Populations and samplesBMJ 2012; 344 doi: https://doi.org/10.1136/bmj.e3048 (Published 02 May 2012) Cite this as: BMJ 2012;344:e3048
- Philip Sedgwick, senior lecturer in medical statistics
- 1Centre for Medical and Healthcare Education, St George’s, University of London, Tooting, London, UK
Researchers investigated the association between use of proton pump inhibitors and risk of hip fracture in postmenopausal women. In total, 79 899 women enrolled in the Nurses’ Health Study, a prospective cohort study initiated in the United States, provided data biennially from 2000 until June 2008. The primary outcome was time until first hip fracture. The incidence rate of hip fracture was higher among regular users of proton pump inhibitors than among non-users (2.02 versus 1.51 fractures per 1000 person years).1
Which of the following statements, if any, are true?
a) The statistical population was the population of the United States.
b) The incidence rates of hip fracture among regular users and non-users of proton pump inhibitors were point estimates.
c) The incidence rates of hip fracture were subject to sampling error.
Statements b and c are true, while a is false.
In statistics, a population is the entire group of people that a study aims to investigate. The population can have a finite or infinite number of members, who will have at least one characteristic in common. Typically it is too costly and labour intensive or perhaps not possible to study the entire population, and therefore data about a sample of members are collected. So that inferences can be made about the population on the basis of the sample, it is essential that the characteristics of the sample members are representative of those in the population. There is often confusion as to whom the study population represents, most likely because the concept of a population has different meanings in statistics and general everyday usage.
The Nurses’ Health Study was established in the United States in 1976. All registered nurses aged 30 to 55 years living in one of the 11 most populous states were invited to participate. Of 170 000 nurses contacted, 121 700 responded and were enrolled into the cohort. Subsequently, cohort members were sent questionnaires every two years.

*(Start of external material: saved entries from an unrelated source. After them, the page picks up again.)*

//! Maps terminal key presses onto game commands.

use crate::input::KeyCommand;
use connect_four_rules::WIDTH;
use crossterm::event::{KeyCode, KeyEvent, KeyEventKind, KeyModifiers};

/// What the UI loop should do with a key press.
#[derive(Debug, Clone, Copy, PartialEq, Eq)]
pub enum KeyAction {
    /// Leave the program.
    Quit,
    /// Forward to the human player.
    Command(KeyCommand),
    /// Nothing bound to this key.
    Ignore,
}

/// Translates a crossterm key event.
pub fn map_key(key: KeyEvent) -> KeyAction {
    if key.kind == KeyEventKind::Release {
        return KeyAction::Ignore;
    }

    match key.code {
        KeyCode::Char('c') if key.modifiers.contains(KeyModifiers::CONTROL) => KeyAction::Quit,
        KeyCode::Char('q') | KeyCode::Esc => KeyAction::Quit,
        KeyCode::Left | KeyCode::Char('h') => KeyAction::Command(KeyCommand::MoveLeft),
        KeyCode::Right | KeyCode::Char('l') => KeyAction::Command(KeyCommand::MoveRight),
        KeyCode::Enter | KeyCode::Char(' ') | KeyCode::Down => {
            KeyAction::Command(KeyCommand::Confirm)
        }
        KeyCode::Char(c) => match c.to_digit(10) {
            Some(d) if (1..=WIDTH).contains(&(d as usize)) => {
                KeyAction::Command(KeyCommand::Select(d as usize))
            }
            _ => KeyAction::Ignore,
        },
        _ => KeyAction::Ignore,
    }
}
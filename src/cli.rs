//! Command-line interface for connect_four.

use crate::registry::PlayerKind;
use clap::{Parser, Subcommand};
use std::path::PathBuf;

/// Connect Four in the terminal
#[derive(Parser, Debug)]
#[command(name = "connect_four")]
#[command(about = "Connect Four with human, random, heuristic and solver-backed players", long_about = None)]
#[command(version)]
pub struct Cli {
    /// Subcommand to run
    #[command(subcommand)]
    pub command: Command,
}

/// Available commands
#[derive(Subcommand, Debug)]
pub enum Command {
    /// Play a game in the terminal
    Play {
        /// Strategy for player 1 (red, moves first)
        #[arg(long, value_enum, default_value_t = PlayerKind::Human)]
        player1: PlayerKind,

        /// Strategy for player 2 (blue)
        #[arg(long, value_enum, default_value_t = PlayerKind::Hugh)]
        player2: PlayerKind,

        /// Path to the TOML config (defaults are used if it does not exist)
        #[arg(short, long, default_value = "connect_four.toml")]
        config: PathBuf,
    },

    /// List the available strategies
    Players,

    /// Replay a move string and print the resulting board
    Show {
        /// Columns 1-7, one digit per move (e.g. 4455)
        moves: String,
    },

    /// Play several games between computer players without a screen
    Match {
        /// Strategy for player 1
        #[arg(long, value_enum)]
        player1: PlayerKind,

        /// Strategy for player 2
        #[arg(long, value_enum)]
        player2: PlayerKind,

        /// Number of games
        #[arg(short = 'n', long, default_value_t = 10)]
        games: u32,

        /// Path to the TOML config (defaults are used if it does not exist)
        #[arg(short, long, default_value = "connect_four.toml")]
        config: PathBuf,
    },
}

In the example above, the study population may not be readily identifiable. The association between use of proton pump inhibitors and risk of hip fracture in postmenopausal women was investigated. The study population would not have been the general population, and neither would it have been all women living in the United States (a is false). The study population would have been postmenopausal women, because the aim of the study was to make inferences about them. Although the original cohort was nurses living in the 11 most populous states, it is unlikely that their use of proton pump inhibitors or risk of hip fracture later in life would differ from those of postmenopausal women living elsewhere in the country. There is no obvious reason why the study population should be restricted geographically, and it would seem appropriate that it includes all postmenopausal women in the US. Whether the study population could be extended internationally depends in part on exposure to the risk factor, use of proton pump inhibitors, and occurrence of hip fractures in other countries. More generally, if the intention of the study was to make inferences about postmenopausal women outside the study period, then the study population is effectively a hypothetical one.

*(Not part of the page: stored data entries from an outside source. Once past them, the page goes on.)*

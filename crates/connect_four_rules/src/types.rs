//! Core domain types for Connect Four.

use serde::{Deserialize, Serialize};

/// Number of columns on the board.
pub const WIDTH: usize = 7;

/// Number of rows on the board.
pub const HEIGHT: usize = 6;

/// Length of the run that wins the game.
pub const WIN_LENGTH: usize = 4;

/// Identity of a placed piece.
#[derive(Debug, Clone, Copy, PartialEq, Eq, Hash, Serialize, Deserialize, derive_more::Display)]
pub enum Piece {
    /// Player 1 (always moves first).
    #[display("1")]
    One,
    /// Player 2.
    #[display("2")]
    Two,
}

impl Piece {
    /// Returns the opposing piece.
    pub fn opponent(self) -> Self {
        match self {
            Piece::One => Piece::Two,
            Piece::Two => Piece::One,
        }
    }

    /// Player number (1 or 2).
    pub fn number(self) -> u8 {
        match self {
            Piece::One => 1,
            Piece::Two => 2,
        }
    }
}

/// A cell on the board.
#[derive(Debug, Clone, Copy, PartialEq, Eq, Hash, Default, Serialize, Deserialize)]
pub enum Square {
    /// No piece here.
    #[default]
    Empty,
    /// Cell holds a piece.
    Occupied(Piece),
}

impl Square {
    /// Text symbol used by the diagnostic rendering.
    pub fn symbol(self) -> char {
        match self {
            Square::Empty => '.',
            Square::Occupied(Piece::One) => '1',
            Square::Occupied(Piece::Two) => '2',
        }
    }
}

/// Zero-based board coordinate. Row 0 is the bottom row.
#[derive(Debug, Clone, Copy, PartialEq, Eq, Hash, Serialize, Deserialize)]
pub struct Coord {
    /// Column index, `0..WIDTH`.
    pub column: usize,
    /// Row index, `0..HEIGHT`, counted from the bottom.
    pub row: usize,
}

/// Fixed 7x6 board stored column by column, bottom to top.
///
/// Boards are plain values: a new board is produced for every move and the
/// previous one is left untouched.
#[derive(Debug, Clone, Copy, PartialEq, Eq, Hash, Serialize)]
pub struct Board {
    cells: [[Square; HEIGHT]; WIDTH],
    heights: [usize; WIDTH],
}

impl Board {
    /// Creates an empty board.
    pub fn new() -> Self {
        Self {
            cells: [[Square::Empty; HEIGHT]; WIDTH],
            heights: [0; WIDTH],
        }
    }

    /// Number of pieces in the column (0-based index).
    ///
    /// Out-of-range columns report a full column.
    pub fn height(&self, column: usize) -> usize {
        self.heights.get(column).copied().unwrap_or(HEIGHT)
    }

    /// Square at the coordinate; anything off the board reads as empty.
    pub fn get(&self, column: usize, row: usize) -> Square {
        self.cells
            .get(column)
            .and_then(|col| col.get(row))
            .copied()
            .unwrap_or_default()
    }

    /// Square at a signed coordinate, `None` when off the board.
    pub fn at(&self, column: isize, row: isize) -> Option<Square> {
        if column < 0 || row < 0 {
            return None;
        }
        self.cells
            .get(column as usize)
            .and_then(|col| col.get(row as usize))
            .copied()
    }

    /// The filled part of a column, bottom to top.
    pub fn column(&self, column: usize) -> &[Square] {
        match self.cells.get(column) {
            Some(cells) => cells.get(..self.height(column)).unwrap_or(&[]),
            None => &[],
        }
    }

    /// Total number of pieces on the board.
    pub fn pieces(&self) -> usize {
        self.heights.iter().sum()
    }

    /// Returns a copy of this board with `piece` stacked on `column`.
    ///
    /// The caller guarantees the column exists and is not full.
    pub(crate) fn with_piece(&self, column: usize, piece: Piece) -> (Self, Coord) {
        let mut next = *self;
        let row = next.heights[column];
        next.cells[column][row] = Square::Occupied(piece);
        next.heights[column] += 1;
        (next, Coord { column, row })
    }
}

impl Default for Board {
    fn default() -> Self {
        Self::new()
    }
}

#[cfg(test)]
mod tests {
    use super::*;

    #[test]
    fn test_new_board_is_empty() {
        let board = Board::new();
        assert_eq!(board.pieces(), 0);
        for column in 0..WIDTH {
            assert_eq!(board.height(column), 0);
            assert!(board.column(column).is_empty());
        }
    }

    #[test]
    fn test_with_piece_stacks_upwards_and_leaves_original() {
        let board = Board::new();
        let (one, at) = board.with_piece(3, Piece::One);
        let (two, at2) = one.with_piece(3, Piece::Two);

        assert_eq!(at, Coord { column: 3, row: 0 });
        assert_eq!(at2, Coord { column: 3, row: 1 });
        assert_eq!(
            two.column(3),
            &[Square::Occupied(Piece::One), Square::Occupied(Piece::Two)]
        );
        assert_eq!(board.pieces(), 0);
        assert_eq!(one.pieces(), 1);
    }

    #[test]
    fn test_off_board_lookups() {
        let board = Board::new();
        assert_eq!(board.at(-1, 0), None);
        assert_eq!(board.at(0, -1), None);
        assert_eq!(board.at(WIDTH as isize, 0), None);
        assert_eq!(board.at(0, HEIGHT as isize), None);
        assert_eq!(board.at(0, 0), Some(Square::Empty));
        assert_eq!(board.height(WIDTH), HEIGHT);
    }

    #[test]
    fn test_opponent() {
        assert_eq!(Piece::One.opponent(), Piece::Two);
        assert_eq!(Piece::Two.opponent(), Piece::One);
    }
}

Incidence rates have been described in a previous question.2 The incidence rates of hip fracture among regular users and non-users of proton pump inhibitors in the population during 2000 to 2008 are known as population parameters. The population parameters are effectively constant, yet unknown, and are estimated by the sample incidence rates. The sample estimates of the population parameters are also known as point estimates (b is true), as they take a single value, as opposed to a confidence interval, which is an interval estimate for a population parameter and takes a range of values.
The sample of postmenopausal women followed up from 2000 to 2008 may not have been totally representative of the study population; therefore the sample estimates may not have equalled the population parameters exactly. Because only part of the population was studied, the sample estimates are subject to sampling error (c is true) that may result in the sample estimates not being exactly equal in magnitude to the population parameters.